What you will do → Where does the string "launch" appear in the records? Copy each line that holds it.

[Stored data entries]
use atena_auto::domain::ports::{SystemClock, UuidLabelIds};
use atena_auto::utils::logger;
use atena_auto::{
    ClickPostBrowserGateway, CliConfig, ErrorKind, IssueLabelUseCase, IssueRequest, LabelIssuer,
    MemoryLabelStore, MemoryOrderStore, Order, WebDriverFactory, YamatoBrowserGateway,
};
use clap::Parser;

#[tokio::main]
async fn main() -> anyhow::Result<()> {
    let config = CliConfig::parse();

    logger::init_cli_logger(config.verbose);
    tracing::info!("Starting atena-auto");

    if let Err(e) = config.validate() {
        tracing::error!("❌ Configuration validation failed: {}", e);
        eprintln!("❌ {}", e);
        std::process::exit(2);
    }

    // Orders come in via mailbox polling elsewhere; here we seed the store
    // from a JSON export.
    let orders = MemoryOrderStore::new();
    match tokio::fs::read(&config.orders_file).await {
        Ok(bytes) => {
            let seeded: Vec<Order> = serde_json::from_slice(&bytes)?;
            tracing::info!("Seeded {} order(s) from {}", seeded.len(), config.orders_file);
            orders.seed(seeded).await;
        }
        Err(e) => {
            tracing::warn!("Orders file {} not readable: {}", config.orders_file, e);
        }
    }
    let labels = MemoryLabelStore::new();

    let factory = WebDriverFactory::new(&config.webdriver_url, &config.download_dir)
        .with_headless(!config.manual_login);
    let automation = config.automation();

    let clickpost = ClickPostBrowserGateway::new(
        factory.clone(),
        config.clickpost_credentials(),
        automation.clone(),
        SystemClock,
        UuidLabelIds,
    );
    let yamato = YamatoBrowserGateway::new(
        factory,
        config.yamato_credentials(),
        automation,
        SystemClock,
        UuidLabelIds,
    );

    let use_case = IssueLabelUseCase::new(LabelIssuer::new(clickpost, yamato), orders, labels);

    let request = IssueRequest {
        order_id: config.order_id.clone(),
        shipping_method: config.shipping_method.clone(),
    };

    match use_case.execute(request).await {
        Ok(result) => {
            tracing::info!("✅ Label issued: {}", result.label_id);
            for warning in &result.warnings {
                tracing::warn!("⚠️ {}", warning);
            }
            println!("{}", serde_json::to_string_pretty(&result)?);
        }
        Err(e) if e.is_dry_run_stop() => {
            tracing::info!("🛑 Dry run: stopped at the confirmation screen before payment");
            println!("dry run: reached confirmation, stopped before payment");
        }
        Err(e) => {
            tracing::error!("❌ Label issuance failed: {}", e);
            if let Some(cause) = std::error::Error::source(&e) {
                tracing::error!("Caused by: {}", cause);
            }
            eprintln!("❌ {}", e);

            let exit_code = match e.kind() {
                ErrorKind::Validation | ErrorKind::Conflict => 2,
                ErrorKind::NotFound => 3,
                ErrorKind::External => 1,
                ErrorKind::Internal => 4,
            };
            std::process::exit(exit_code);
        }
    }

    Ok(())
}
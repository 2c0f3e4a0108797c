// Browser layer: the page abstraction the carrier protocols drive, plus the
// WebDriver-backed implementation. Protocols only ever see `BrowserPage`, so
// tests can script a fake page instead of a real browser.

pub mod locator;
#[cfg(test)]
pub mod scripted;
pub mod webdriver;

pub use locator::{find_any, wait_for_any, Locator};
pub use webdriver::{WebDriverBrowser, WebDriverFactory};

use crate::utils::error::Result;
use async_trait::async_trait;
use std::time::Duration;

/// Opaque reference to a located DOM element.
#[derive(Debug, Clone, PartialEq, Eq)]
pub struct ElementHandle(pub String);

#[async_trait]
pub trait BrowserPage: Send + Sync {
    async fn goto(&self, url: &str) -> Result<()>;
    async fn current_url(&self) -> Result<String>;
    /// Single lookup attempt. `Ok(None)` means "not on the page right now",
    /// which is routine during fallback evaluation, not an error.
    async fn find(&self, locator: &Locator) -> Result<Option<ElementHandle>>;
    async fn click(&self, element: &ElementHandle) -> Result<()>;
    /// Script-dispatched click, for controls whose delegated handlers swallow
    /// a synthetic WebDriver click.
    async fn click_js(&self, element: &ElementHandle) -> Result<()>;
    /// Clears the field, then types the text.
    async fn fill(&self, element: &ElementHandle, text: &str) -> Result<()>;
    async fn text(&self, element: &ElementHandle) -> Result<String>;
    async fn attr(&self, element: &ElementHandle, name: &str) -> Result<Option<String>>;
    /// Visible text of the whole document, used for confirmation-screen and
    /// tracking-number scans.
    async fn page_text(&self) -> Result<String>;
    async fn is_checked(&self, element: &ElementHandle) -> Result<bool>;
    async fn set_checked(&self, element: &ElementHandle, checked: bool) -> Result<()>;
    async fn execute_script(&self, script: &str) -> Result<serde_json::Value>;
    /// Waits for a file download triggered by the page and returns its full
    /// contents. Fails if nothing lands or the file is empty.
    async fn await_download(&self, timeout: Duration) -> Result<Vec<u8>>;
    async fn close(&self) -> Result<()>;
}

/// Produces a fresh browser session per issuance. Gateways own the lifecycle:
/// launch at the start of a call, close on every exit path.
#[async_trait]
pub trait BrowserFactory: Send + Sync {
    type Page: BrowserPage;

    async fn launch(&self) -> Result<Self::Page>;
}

Response to this exercise →
/// launch at the start of a call, close on every exit path.
    async fn launch(&self) -> Result<Self::Page>;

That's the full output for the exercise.